Stored items:

•••••

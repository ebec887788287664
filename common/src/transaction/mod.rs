pub mod payload;

use crate::config::CALL_ADDRESS;
use crate::crypto::{keccak256, Address, Hash};
use self::payload::{CallFunc, CallParam};
use primitive_types::U256;
use rlp::{Decodable, DecoderError, Encodable, Rlp, RlpStream};
use serde::{Deserialize, Serialize};

/// Canonical unsigned transaction view. Asset and swap ids are bound
/// to the hash of this view, so two different transactions can never
/// mint the same id.
#[derive(Debug, Clone, PartialEq, Eq, Serialize, Deserialize)]
pub struct Transaction {
    pub nonce: u64,
    pub gas_price: U256,
    pub gas_limit: u64,
    pub to: Option<Address>,
    pub value: U256,
    pub data: Vec<u8>,
}

impl Transaction {
    pub fn hash(&self) -> Hash {
        keccak256(&rlp::encode(self))
    }

    /// Combined gas budget in native atomic units.
    pub fn gas_value(&self) -> U256 {
        U256::from(self.gas_limit).saturating_mul(self.gas_price)
    }

    /// Whether this transaction targets the typed-call address.
    pub fn is_native_call(&self) -> bool {
        self.to == Some(CALL_ADDRESS)
    }

    /// Decode the typed-call envelope carried in the payload, if any.
    pub fn call_param(&self) -> Option<CallParam> {
        if !self.is_native_call() {
            return None;
        }
        rlp::decode(&self.data).ok()
    }

    pub fn is_buy_ticket(&self) -> bool {
        matches!(
            self.call_param(),
            Some(CallParam {
                func: CallFunc::BuyTicket,
                ..
            })
        )
    }
}

impl Encodable for Transaction {
    fn rlp_append(&self, s: &mut RlpStream) {
        s.begin_list(6);
        s.append(&self.nonce);
        s.append(&self.gas_price);
        s.append(&self.gas_limit);
        match &self.to {
            Some(addr) => s.append(addr),
            None => s.append_empty_data(),
        };
        s.append(&self.value);
        s.append(&self.data);
    }
}

impl Decodable for Transaction {
    fn decode(rlp: &Rlp) -> Result<Self, DecoderError> {
        let to_rlp = rlp.at(3)?;
        let to = if to_rlp.is_empty() {
            None
        } else {
            Some(Address::decode(&to_rlp)?)
        };
        Ok(Self {
            nonce: rlp.val_at(0)?,
            gas_price: rlp.val_at(1)?,
            gas_limit: rlp.val_at(2)?,
            to,
            value: rlp.val_at(4)?,
            data: rlp.val_at(5)?,
        })
    }
}

/// Which funding source a bridge-driven time-locked transfer may use.
#[derive(Debug, Clone, Copy, PartialEq, Eq, Serialize, Deserialize)]
#[repr(u8)]
pub enum SendAssetFlag {
    /// Prefer the time-lock balance, fall back to the plain balance.
    UseAny = 0,
    /// Spend the time-lock balance only.
    UseTimeLock = 1,
    /// Spend the plain balance only.
    UseAsset = 2,
}

impl SendAssetFlag {
    pub fn from_u64(value: u64) -> Option<Self> {
        match value {
            0 => Some(SendAssetFlag::UseAny),
            1 => Some(SendAssetFlag::UseTimeLock),
            2 => Some(SendAssetFlag::UseAsset),
            _ => None,
        }
    }
}

/// Parameters of a time-locked transfer driven from outside the typed
/// call dispatcher (the contract bridge and the payable-receive path).
#[derive(Debug, Clone, PartialEq, Eq)]
pub struct TransferTimeLockParam {
    pub asset_id: Hash,
    pub start_time: u64,
    pub end_time: u64,
    pub timestamp: u64,
    pub flag: SendAssetFlag,
    pub value: U256,
    /// Gas budget that must stay affordable next to the transfer when
    /// paying in the native asset; zero outside pool checks.
    pub gas_value: U256,
    pub block_number: u64,
    pub is_receive: bool,
}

•••••

Exercise: Within the entries above, find the string "UseAsset" and return each line that holds it.

Response:
    UseAsset = 2,
            2 => Some(SendAssetFlag::UseAsset),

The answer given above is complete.